Unabhängige Patientenberatung Deutschland
Thorben Krumwiede ist seit 2016 Geschäftsführer "Unabhängige Patientenberatung Deutschland". Für uns ein guter Zeitpunkt, die letzten Jahre Revue passieren zu lassen und gleichzeitig einen Blick auf zukünftige Herausforderungen zu werfen.
Herr Krumwiede, seit dem 1. Januar 2018 gibt es die Ergänzende unabhängige Teilhabeberatung (EUTB®), seit wann gibt es die UPD?
Die Unabhängige Patientenberatung mit einem gesetzlichen Beratungsauftrag gibt es bereits seit knapp einem Jahrzehnt; die UPD in dieser Form ist Anfang 2016 für eine Förderphase von sieben Jahren an den Start gegangen.
In den vergangenen zwei Jahren fanden sehr viele Beratungen zu unterschiedlichen Anfragen zu den Themen Teilhabe und Rehabilitation in den EUTB®-Angeboten statt. Wie viele Menschen berät die UPD jährlich?
Als Größenordnung lässt sich sagen, dass die Beraterinnen und Berater weit mehr als 100.000 Menschen im Jahr beraten. Die Zahl der Beratungen liegt deutlich darüber, was auch daran liegt, dass sich Ratsuchende mitunter mehrfach und zu unterschiedlichen Themen beraten lassen.
Es sind mittlerweile rund 500 EUTB®-Angebote deutschlandweit etabliert, die Beratungen vor Ort, telefonisch oder postalisch anbieten. Sie sollen Ratsuchenden und ihren Angehörigen Orientierungs-, Planungs- und Entscheidungshilfe geben. Wie viele Beratungsstellen der UPD gibt es deutschlandweit?

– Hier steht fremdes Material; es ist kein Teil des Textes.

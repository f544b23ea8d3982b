//! Typed filter criteria for fetching timers
//!
//! The data-access layer turns a [`TimerFilter`] into whatever query its
//! store speaks. [`TimerFilter::matches`] and [`TimerFilter::apply`] give the
//! reference semantics every adapter must reproduce, and double as an
//! in-memory store for tests.

use chrono::{DateTime, Utc};
use serde::{Deserialize, Serialize};

use super::report::ReportWindow;
use super::timer::TimerRecord;
use crate::errors::{Result, WobblyError};

/// Ordering of fetched timers by start instant.
#[derive(Debug, Clone, Copy, PartialEq, Eq, Default, Serialize, Deserialize)]
#[serde(rename_all = "snake_case")]
pub enum SortOrder {
    #[default]
    StartAscending,
    StartDescending,
}

/// One-based page of results.
#[derive(Debug, Clone, Copy, PartialEq, Eq, Serialize, Deserialize)]
pub struct Pagination {
    page: u32,
    limit: u32,
}

impl Pagination {
    /// Both `page` and `limit` must be positive.
    pub fn new(page: u32, limit: u32) -> Result<Self> {
        if page == 0 || limit == 0 {
            return Err(WobblyError::InvalidInput(format!(
                "page and limit must be positive (page={page}, limit={limit})"
            )));
        }
        Ok(Self { page, limit })
    }

    /// Parse raw query-string values.
    pub fn parse(page: &str, limit: &str) -> Result<Self> {
        let page = page
            .trim()
            .parse::<u32>()
            .map_err(|e| WobblyError::InvalidInput(format!("invalid page '{page}': {e}")))?;
        let limit = limit
            .trim()
            .parse::<u32>()
            .map_err(|e| WobblyError::InvalidInput(format!("invalid limit '{limit}': {e}")))?;
        Self::new(page, limit)
    }

    pub fn page(&self) -> u32 {
        self.page
    }

    pub fn limit(&self) -> u32 {
        self.limit
    }

    /// Rows to skip before this page.
    pub fn offset(&self) -> u64 {
        u64::from(self.limit) * u64::from(self.page - 1)
    }
}

/// Case-insensitive substring search on timer titles.
#[derive(Debug, Clone, PartialEq, Eq, Serialize, Deserialize)]
pub struct SearchTerm(String);

impl SearchTerm {
    /// Lowercased, trimmed term; `None` when nothing is left to search for.
    pub fn new(raw: &str) -> Option<Self> {
        let normalized = raw.trim().to_lowercase();
        (!normalized.is_empty()).then_some(Self(normalized))
    }

    pub fn as_str(&self) -> &str {
        &self.0
    }

    /// `%term%` with SQL `LIKE` metacharacters escaped.
    pub fn ilike_pattern(&self) -> String {
        let mut escaped = String::with_capacity(self.0.len() + 2);
        escaped.push('%');
        for ch in self.0.chars() {
            if matches!(ch, '\\' | '%' | '_') {
                escaped.push('\\');
            }
            escaped.push(ch);
        }
        escaped.push('%');
        escaped
    }

    pub fn matches(&self, text: &str) -> bool {
        text.to_lowercase().contains(&self.0)
    }
}

/// Criteria for the timers a fetch should return.
///
/// Empty `project_names` / `user_emails` mean "any".
#[derive(Debug, Clone, PartialEq, Eq, Default, Serialize, Deserialize)]
pub struct TimerFilter {
    pub team_id: Option<String>,
    pub user_id: Option<String>,
    pub project_names: Vec<String>,
    pub user_emails: Vec<String>,
    /// Keep timers overlapping this window (boundaries inclusive).
    pub overlapping: Option<ReportWindow>,
    /// Keep timers whose start lies inside this window.
    pub started_within: Option<ReportWindow>,
    /// Keep timers starting at or after this instant.
    pub started_after: Option<DateTime<Utc>>,
    pub search: Option<SearchTerm>,
    pub pagination: Option<Pagination>,
    pub order: SortOrder,
}

impl TimerFilter {
    pub fn for_team(team_id: impl Into<String>) -> Self {
        Self { team_id: Some(team_id.into()), ..Self::default() }
    }

    pub fn user(mut self, user_id: impl Into<String>) -> Self {
        self.user_id = Some(user_id.into());
        self
    }

    pub fn projects<I, S>(mut self, names: I) -> Self
    where
        I: IntoIterator<Item = S>,
        S: Into<String>,
    {
        self.project_names = names.into_iter().map(Into::into).collect();
        self
    }

    pub fn user_emails<I, S>(mut self, emails: I) -> Self
    where
        I: IntoIterator<Item = S>,
        S: Into<String>,
    {
        self.user_emails = emails.into_iter().map(Into::into).collect();
        self
    }

    pub fn overlapping(mut self, window: ReportWindow) -> Self {
        self.overlapping = Some(window);
        self
    }

    pub fn started_within(mut self, window: ReportWindow) -> Self {
        self.started_within = Some(window);
        self
    }

    /// Keeps the later of an existing and the new lower bound.
    pub fn started_after(mut self, floor: DateTime<Utc>) -> Self {
        self.started_after = Some(self.started_after.map_or(floor, |current| current.max(floor)));
        self
    }

    pub fn search(mut self, term: Option<SearchTerm>) -> Self {
        self.search = term;
        self
    }

    pub fn paginate(mut self, pagination: Pagination) -> Self {
        self.pagination = Some(pagination);
        self
    }

    pub fn order(mut self, order: SortOrder) -> Self {
        self.order = order;
        self
    }

    /// Whether `record` satisfies every criterion except pagination.
    pub fn matches(&self, record: &TimerRecord) -> bool {
        let interval = record.interval.normalized();

        if let Some(team_id) = &self.team_id {
            if record.team_id.as_ref() != Some(team_id) {
                return false;
            }
        }
        if let Some(user_id) = &self.user_id {
            if &record.user_id != user_id {
                return false;
            }
        }
        if !self.project_names.is_empty()
            && !record.project_name.as_ref().is_some_and(|name| self.project_names.contains(name))
        {
            return false;
        }
        if !self.user_emails.is_empty()
            && !record.user_email.as_ref().is_some_and(|email| self.user_emails.contains(email))
        {
            return false;
        }
        if let Some(window) = &self.overlapping {
            match window.as_interval() {
                Some(bounds) if interval.overlaps(&bounds) => {}
                _ => return false,
            }
        }
        if let Some(window) = &self.started_within {
            if interval.start < window.start || interval.start > window.end {
                return false;
            }
        }
        if let Some(floor) = self.started_after {
            if interval.start < floor {
                return false;
            }
        }
        if let Some(term) = &self.search {
            if !term.matches(record.display_title()) {
                return false;
            }
        }
        true
    }

    /// Filter, order and page `records` in memory.
    pub fn apply<I>(&self, records: I) -> Vec<TimerRecord>
    where
        I: IntoIterator<Item = TimerRecord>,
    {
        let mut selected: Vec<TimerRecord> =
            records.into_iter().filter(|record| self.matches(record)).collect();

        match self.order {
            SortOrder::StartAscending => selected.sort_by_key(|r| r.interval.start),
            SortOrder::StartDescending => {
                selected.sort_by_key(|r| std::cmp::Reverse(r.interval.start));
            }
        }

        match self.pagination {
            Some(page) => selected
                .into_iter()
                .skip(usize::try_from(page.offset()).unwrap_or(usize::MAX))
                .take(page.limit() as usize)
                .collect(),
            None => selected,
        }
    }
}

#[cfg(test)]
mod tests {
    use chrono::TimeZone;

    use super::*;

    fn at(d: u32, h: u32) -> DateTime<Utc> {
        Utc.with_ymd_and_hms(2024, 1, d, h, 0, 0).unwrap()
    }

    fn timer(id: &str, start: DateTime<Utc>, end: DateTime<Utc>) -> TimerRecord {
        TimerRecord::new(id, "u-1", "p-1", start, end)
            .with_team_id("team-1")
            .with_project_name("wobbly")
            .with_user_email("dev@example.com")
    }

    #[test]
    fn test_pagination_offset() {
        assert_eq!(Pagination::new(1, 20).unwrap().offset(), 0);
        assert_eq!(Pagination::new(3, 20).unwrap().offset(), 40);
    }

    #[test]
    fn test_pagination_rejects_zero_and_garbage() {
        assert!(matches!(Pagination::new(0, 10), Err(WobblyError::InvalidInput(_))));
        assert!(matches!(Pagination::new(1, 0), Err(WobblyError::InvalidInput(_))));
        assert!(Pagination::parse("two", "10").is_err());
        assert!(Pagination::parse("-1", "10").is_err());
        assert_eq!(Pagination::parse(" 2 ", "5").unwrap().offset(), 5);
    }

    #[test]
    fn test_search_term_normalization_and_escaping() {
        assert!(SearchTerm::new("   ").is_none());

        let term = SearchTerm::new("  100% Done_ ").unwrap();
        assert_eq!(term.as_str(), "100% done_");
        assert_eq!(term.ilike_pattern(), "%100\\% done\\_%");
        assert!(term.matches("Release 100% DONE_ today"));
    }

    #[test]
    fn test_overlap_filter_is_boundary_inclusive() {
        let window = ReportWindow::new(at(2, 0), at(3, 0)).unwrap();
        let filter = TimerFilter::for_team("team-1").overlapping(window);

        assert!(filter.matches(&timer("touch-start", at(1, 20), at(2, 0))));
        assert!(filter.matches(&timer("touch-end", at(3, 0), at(3, 2))));
        assert!(filter.matches(&timer("spanning", at(1, 0), at(4, 0))));
        assert!(!filter.matches(&timer("before", at(1, 0), at(1, 23))));
    }

    #[test]
    fn test_project_and_email_lists() {
        let record = timer("t", at(1, 9), at(1, 10));

        assert!(TimerFilter::default().projects(["wobbly"]).matches(&record));
        assert!(!TimerFilter::default().projects(["other"]).matches(&record));
        assert!(TimerFilter::default().user_emails(["dev@example.com"]).matches(&record));
        assert!(!TimerFilter::default().user_emails(["ops@example.com"]).matches(&record));
        assert!(!TimerFilter::for_team("team-2").matches(&record));
    }

    #[test]
    fn test_started_after_keeps_latest_floor() {
        let filter = TimerFilter::default().started_after(at(2, 0)).started_after(at(1, 0));
        assert_eq!(filter.started_after, Some(at(2, 0)));
    }

    #[test]
    fn test_apply_orders_and_pages() {
        let records = vec![
            timer("a", at(1, 9), at(1, 10)),
            timer("c", at(3, 9), at(3, 10)),
            timer("b", at(2, 9), at(2, 10)),
        ];
        let filter = TimerFilter::for_team("team-1")
            .order(SortOrder::StartDescending)
            .paginate(Pagination::new(2, 2).unwrap());

        let page = filter.apply(records);
        let ids: Vec<_> = page.iter().map(|r| r.id.as_str()).collect();
        assert_eq!(ids, vec!["a"]);
    }
}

Wir unterscheiden zwischen persönlichen Vor-Ort Beratungsangeboten und mobilen Beratungsangeboten. In Ergänzung zu unseren 30 festen Beratungsstellen in Deutschland, die nach telefonischer Terminvereinbarung genutzt werden können, macht unsere Beratung mit drei UPD-Beratungsmobilen einmal im Quartal an bis zu 100 weiteren Standorten in Deutschland Station. Dadurch haben viel mehr Menschen die Möglichkeit für eine persönliche Beratung Vor-Ort. Beratung durch unsere Videotelefonie mit zugeschalteten Kolleginnen und Kollegen mit besonderer fachlicher Kompetenz sind mobil genauso wie in den festen Beratungsstellen möglich. Dazu gehören beispielsweise Beratungsthemen wie Zahnmedizin oder eine Simultanübersetzung für fremdsprachige Beratungen.
In den EUTB®-Angeboten spielt Vernetzung neben klassischer Öffentlichkeitsarbeit eine zentrale Rolle. Wie werden die Ratsuchenden auf die UPD aufmerksam?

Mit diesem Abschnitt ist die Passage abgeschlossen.